(Beginning of Raw data)

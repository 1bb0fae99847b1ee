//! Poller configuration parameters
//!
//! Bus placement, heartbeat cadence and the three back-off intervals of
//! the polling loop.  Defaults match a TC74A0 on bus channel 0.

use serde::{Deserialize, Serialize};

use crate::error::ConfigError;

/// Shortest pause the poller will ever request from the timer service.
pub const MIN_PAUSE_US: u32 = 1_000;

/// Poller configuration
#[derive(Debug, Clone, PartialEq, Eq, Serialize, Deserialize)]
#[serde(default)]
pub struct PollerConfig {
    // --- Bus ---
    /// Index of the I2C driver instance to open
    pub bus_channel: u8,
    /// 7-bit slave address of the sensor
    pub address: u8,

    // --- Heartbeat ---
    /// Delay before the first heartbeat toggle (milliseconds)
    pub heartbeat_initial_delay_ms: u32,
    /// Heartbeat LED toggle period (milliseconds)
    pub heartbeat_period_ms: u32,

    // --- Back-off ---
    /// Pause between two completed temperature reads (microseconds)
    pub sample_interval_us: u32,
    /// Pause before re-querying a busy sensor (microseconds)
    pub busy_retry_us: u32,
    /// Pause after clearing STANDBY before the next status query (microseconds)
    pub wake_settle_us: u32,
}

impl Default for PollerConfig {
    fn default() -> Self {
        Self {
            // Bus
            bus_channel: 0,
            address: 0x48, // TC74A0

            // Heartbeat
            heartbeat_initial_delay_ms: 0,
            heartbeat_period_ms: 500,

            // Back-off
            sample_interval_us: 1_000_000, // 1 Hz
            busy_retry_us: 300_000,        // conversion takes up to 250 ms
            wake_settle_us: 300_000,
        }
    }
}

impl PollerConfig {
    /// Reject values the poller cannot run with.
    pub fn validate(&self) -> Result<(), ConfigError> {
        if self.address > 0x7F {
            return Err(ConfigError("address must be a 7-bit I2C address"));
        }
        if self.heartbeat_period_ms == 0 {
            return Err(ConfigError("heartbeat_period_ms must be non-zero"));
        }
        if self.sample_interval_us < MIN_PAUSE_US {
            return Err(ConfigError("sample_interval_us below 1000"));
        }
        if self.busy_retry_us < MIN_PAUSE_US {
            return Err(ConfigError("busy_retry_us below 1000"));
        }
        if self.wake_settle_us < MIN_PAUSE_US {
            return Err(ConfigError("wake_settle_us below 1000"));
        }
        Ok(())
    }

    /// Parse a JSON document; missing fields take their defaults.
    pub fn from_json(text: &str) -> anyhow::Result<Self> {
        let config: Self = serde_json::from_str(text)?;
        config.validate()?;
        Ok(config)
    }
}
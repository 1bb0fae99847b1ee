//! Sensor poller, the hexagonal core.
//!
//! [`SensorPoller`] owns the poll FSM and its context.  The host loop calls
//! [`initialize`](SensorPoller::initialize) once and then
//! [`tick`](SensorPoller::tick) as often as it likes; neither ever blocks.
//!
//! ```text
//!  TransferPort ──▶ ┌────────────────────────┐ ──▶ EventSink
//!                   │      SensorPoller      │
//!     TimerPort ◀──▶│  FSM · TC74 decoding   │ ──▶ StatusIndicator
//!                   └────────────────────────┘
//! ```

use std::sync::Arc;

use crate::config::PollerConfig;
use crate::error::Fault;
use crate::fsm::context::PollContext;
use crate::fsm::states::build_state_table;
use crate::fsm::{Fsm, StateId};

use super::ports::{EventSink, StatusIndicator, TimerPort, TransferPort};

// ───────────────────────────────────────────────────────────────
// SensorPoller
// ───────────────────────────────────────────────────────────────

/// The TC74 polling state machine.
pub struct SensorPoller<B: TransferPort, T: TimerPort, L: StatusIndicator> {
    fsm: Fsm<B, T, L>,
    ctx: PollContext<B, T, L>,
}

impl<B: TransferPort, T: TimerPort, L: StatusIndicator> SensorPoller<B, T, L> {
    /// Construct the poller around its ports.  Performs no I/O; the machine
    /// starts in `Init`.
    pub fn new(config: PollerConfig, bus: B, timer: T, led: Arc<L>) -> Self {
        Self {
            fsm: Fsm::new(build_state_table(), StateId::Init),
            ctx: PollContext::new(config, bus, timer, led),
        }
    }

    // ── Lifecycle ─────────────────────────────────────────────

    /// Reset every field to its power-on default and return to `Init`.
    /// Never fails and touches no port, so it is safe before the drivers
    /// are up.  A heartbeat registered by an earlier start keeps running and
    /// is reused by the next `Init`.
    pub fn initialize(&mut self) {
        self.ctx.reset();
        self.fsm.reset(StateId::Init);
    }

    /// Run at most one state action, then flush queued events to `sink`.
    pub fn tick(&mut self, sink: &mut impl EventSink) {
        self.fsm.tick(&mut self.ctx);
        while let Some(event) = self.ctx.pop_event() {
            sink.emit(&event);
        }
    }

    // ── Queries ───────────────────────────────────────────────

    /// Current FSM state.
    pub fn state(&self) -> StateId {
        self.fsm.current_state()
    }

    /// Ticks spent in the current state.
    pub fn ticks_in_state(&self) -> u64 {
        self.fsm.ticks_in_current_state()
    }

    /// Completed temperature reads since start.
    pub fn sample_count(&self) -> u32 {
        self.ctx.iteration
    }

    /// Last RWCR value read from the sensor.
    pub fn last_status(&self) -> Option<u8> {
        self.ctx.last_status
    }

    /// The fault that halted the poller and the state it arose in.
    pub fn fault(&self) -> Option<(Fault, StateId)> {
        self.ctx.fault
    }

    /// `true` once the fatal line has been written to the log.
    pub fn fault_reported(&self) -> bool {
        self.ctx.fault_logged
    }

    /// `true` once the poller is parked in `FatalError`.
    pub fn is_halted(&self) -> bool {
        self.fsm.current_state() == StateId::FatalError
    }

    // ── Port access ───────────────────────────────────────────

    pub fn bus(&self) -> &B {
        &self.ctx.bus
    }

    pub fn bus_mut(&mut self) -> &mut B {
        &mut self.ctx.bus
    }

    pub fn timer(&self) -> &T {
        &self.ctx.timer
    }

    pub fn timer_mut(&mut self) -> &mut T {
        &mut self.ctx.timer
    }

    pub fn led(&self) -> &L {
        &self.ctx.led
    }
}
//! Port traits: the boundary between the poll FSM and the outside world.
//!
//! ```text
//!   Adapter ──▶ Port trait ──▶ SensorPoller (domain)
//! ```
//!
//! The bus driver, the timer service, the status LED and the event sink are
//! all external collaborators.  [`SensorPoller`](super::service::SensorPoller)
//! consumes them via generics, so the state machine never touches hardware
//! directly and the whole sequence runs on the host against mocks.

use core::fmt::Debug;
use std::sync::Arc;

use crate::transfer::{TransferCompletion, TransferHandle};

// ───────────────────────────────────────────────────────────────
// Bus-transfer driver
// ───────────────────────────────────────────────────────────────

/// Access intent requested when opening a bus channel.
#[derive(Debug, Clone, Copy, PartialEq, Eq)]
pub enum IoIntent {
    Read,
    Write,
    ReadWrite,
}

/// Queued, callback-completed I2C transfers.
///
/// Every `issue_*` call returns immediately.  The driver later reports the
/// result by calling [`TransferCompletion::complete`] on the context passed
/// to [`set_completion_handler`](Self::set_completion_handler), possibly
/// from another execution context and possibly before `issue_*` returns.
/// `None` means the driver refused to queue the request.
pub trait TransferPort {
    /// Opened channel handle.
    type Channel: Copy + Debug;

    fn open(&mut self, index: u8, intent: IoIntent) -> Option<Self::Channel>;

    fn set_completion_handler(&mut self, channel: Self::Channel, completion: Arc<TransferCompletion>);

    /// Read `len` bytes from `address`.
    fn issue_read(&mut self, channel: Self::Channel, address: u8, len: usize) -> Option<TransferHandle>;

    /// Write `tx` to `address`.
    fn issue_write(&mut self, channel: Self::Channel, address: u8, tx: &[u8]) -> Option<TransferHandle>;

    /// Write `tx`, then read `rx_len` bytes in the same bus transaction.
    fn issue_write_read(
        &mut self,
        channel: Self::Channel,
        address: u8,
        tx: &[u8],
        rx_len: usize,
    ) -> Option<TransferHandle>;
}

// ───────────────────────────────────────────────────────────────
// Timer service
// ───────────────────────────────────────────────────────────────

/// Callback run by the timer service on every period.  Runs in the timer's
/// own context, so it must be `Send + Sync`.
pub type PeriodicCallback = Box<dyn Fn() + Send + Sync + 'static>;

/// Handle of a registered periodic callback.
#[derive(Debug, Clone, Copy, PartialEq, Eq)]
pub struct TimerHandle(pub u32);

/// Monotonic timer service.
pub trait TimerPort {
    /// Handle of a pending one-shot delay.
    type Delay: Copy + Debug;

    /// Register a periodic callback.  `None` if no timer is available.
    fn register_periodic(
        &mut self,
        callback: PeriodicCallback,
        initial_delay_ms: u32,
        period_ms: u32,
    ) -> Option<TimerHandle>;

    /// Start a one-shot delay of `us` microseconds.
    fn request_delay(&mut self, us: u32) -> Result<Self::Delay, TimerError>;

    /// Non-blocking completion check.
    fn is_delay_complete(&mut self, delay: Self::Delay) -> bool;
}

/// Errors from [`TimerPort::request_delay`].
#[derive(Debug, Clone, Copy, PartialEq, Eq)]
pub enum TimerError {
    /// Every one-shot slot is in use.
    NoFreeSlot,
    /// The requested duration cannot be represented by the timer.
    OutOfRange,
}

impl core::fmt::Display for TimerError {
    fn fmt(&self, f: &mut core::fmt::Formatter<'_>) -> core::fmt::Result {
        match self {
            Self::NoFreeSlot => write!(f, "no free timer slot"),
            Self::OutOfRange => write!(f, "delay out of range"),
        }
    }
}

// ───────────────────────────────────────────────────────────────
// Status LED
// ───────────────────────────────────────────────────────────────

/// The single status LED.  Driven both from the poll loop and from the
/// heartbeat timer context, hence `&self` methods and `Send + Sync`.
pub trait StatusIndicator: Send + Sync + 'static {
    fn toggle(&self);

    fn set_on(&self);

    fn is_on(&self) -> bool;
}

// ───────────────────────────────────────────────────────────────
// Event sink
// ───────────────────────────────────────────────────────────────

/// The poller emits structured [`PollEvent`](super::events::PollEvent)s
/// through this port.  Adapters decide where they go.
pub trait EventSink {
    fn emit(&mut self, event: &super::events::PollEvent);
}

(End of Raw data)

**Required work**
Scan the lines above for "fn open(&mut self, index: u8, intent: IoIntent)" and for "in the timer's". Repeat exactly the line holding each of them and every line in between.

**Solution to this task**
    fn open(&mut self, index: u8, intent: IoIntent) -> Option<Self::Channel>;

    fn set_completion_handler(&mut self, channel: Self::Channel, completion: Arc<TransferCompletion>);

    /// Read `len` bytes from `address`.
    fn issue_read(&mut self, channel: Self::Channel, address: u8, len: usize) -> Option<TransferHandle>;

    /// Write `tx` to `address`.
    fn issue_write(&mut self, channel: Self::Channel, address: u8, tx: &[u8]) -> Option<TransferHandle>;

    /// Write `tx`, then read `rx_len` bytes in the same bus transaction.
    fn issue_write_read(
        &mut self,
        channel: Self::Channel,
        address: u8,
        tx: &[u8],
        rx_len: usize,
    ) -> Option<TransferHandle>;
}

// ───────────────────────────────────────────────────────────────
// Timer service
// ───────────────────────────────────────────────────────────────

/// Callback run by the timer service on every period.  Runs in the timer's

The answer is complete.